The night before the assassination of
Kennedy, he stated that the accursed
brothers would never again be a problem
for him. |
The information about the flight was
found among the papers of General Chester Clifton,
Kennedy’s principal military advisor. According to
the The U.S. National Security Archive, which
published the recording on Internet, an aide
attempted at all costs to interrupt transmissions of
the Air Force 1 Presidential aircraft and
communicate with LeMay. In the first version of
these recordings, care was taken not to mention the
Chief of Staff, which generated more distrust
concerning the assassination and the attitude of Le
May, one of JFK’s most belligerent adversaries.

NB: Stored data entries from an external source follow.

//! The peer facade and RPC glue (`§4.H`): `ping`, `node-by-uuid`, `query`,
//! `query-channel`, `sub-query`, `recur-query`, `iter-n-query`, plus the
//! wire envelopes and the two transport halves (`server`, `client`).

pub mod client;
pub mod facade;
mod io_compat;
pub mod server;

pub use client::{HttpPeerLink, PeerLink};
pub use facade::PeerFacade;
pub use server::serve;

use serde::{Deserialize, Serialize};
use serde_json::Value;

/// One of the six RPC methods (`§6`).
pub const METHOD_PING: &str = "ping";
/// See [`METHOD_PING`].
pub const METHOD_NODE_BY_UUID: &str = "node-by-uuid";
/// See [`METHOD_PING`].
pub const METHOD_QUERY: &str = "query";
/// See [`METHOD_PING`].
pub const METHOD_SUB_QUERY: &str = "sub-query";
/// See [`METHOD_PING`].
pub const METHOD_RECUR_QUERY: &str = "recur-query";
/// See [`METHOD_PING`].
pub const METHOD_ITER_N_QUERY: &str = "iter-n-query";

/// Request envelope: `{id, method, params}` (`§6`).
#[derive(Clone, Debug, Serialize, Deserialize)]
pub struct RpcRequest {
    /// Caller-chosen correlation id, echoed back in the response.
    pub id: String,
    /// One of the `METHOD_*` constants.
    pub method: String,
    /// Method-specific parameters, as a JSON value.
    pub params: Value,
}

/// Response envelope: `{id, result}` or `{id, error}` (`§6`).
#[derive(Clone, Debug, Serialize, Deserialize)]
pub struct RpcResponse {
    /// Echoes the request's correlation id.
    pub id: String,
    /// Present on success.
    #[serde(skip_serializing_if = "Option::is_none")]
    pub result: Option<Value>,
    /// Present on failure.
    #[serde(skip_serializing_if = "Option::is_none")]
    pub error: Option<RpcError>,
}

impl RpcResponse {
    /// Builds a successful response envelope.
    pub fn ok(id: String, result: Value) -> Self {
        Self { id, result: Some(result), error: None }
    }

    /// Builds a failed response envelope from a crate error.
    pub fn err(id: String, err: &crate::error::PlasmaError) -> Self {
        Self {
            id,
            result: None,
            error: Some(RpcError {
                message: err.to_string(),
                cause: Some(err.code().to_string()),
            }),
        }
    }
}

/// Structured RPC error payload (`§6`, `§7`).
#[derive(Clone, Debug, Serialize, Deserialize)]
pub struct RpcError {
    /// Human-readable message.
    pub message: String,
    /// Machine-readable error code, if known (see [`crate::error::PlasmaError::code`]).
    #[serde(skip_serializing_if = "Option::is_none")]
    pub cause: Option<String>,
}

/// Fixed marker returned by `ping` (`§8` scenario a).
pub const PING_MARKER: &str = "pong";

The confrontation of the Joint
Chiefs of Staff and the CIA with Kennedy began on
April 18, 1961, when Admiral Burke and General
Lemnitzer pressured the President to bomb Cuba and
thus reverse the difficult situation facing the
invaders. (1)
During the 1962 Missile Crisis LeMay
advocated a preventive nuclear strike, going so far
as to virtually insult President Kennedy by
referring to the cowardice of Neville Chamberlain
and stating that not attacking the country would be
almost as bad as the pacification of Munich. (2)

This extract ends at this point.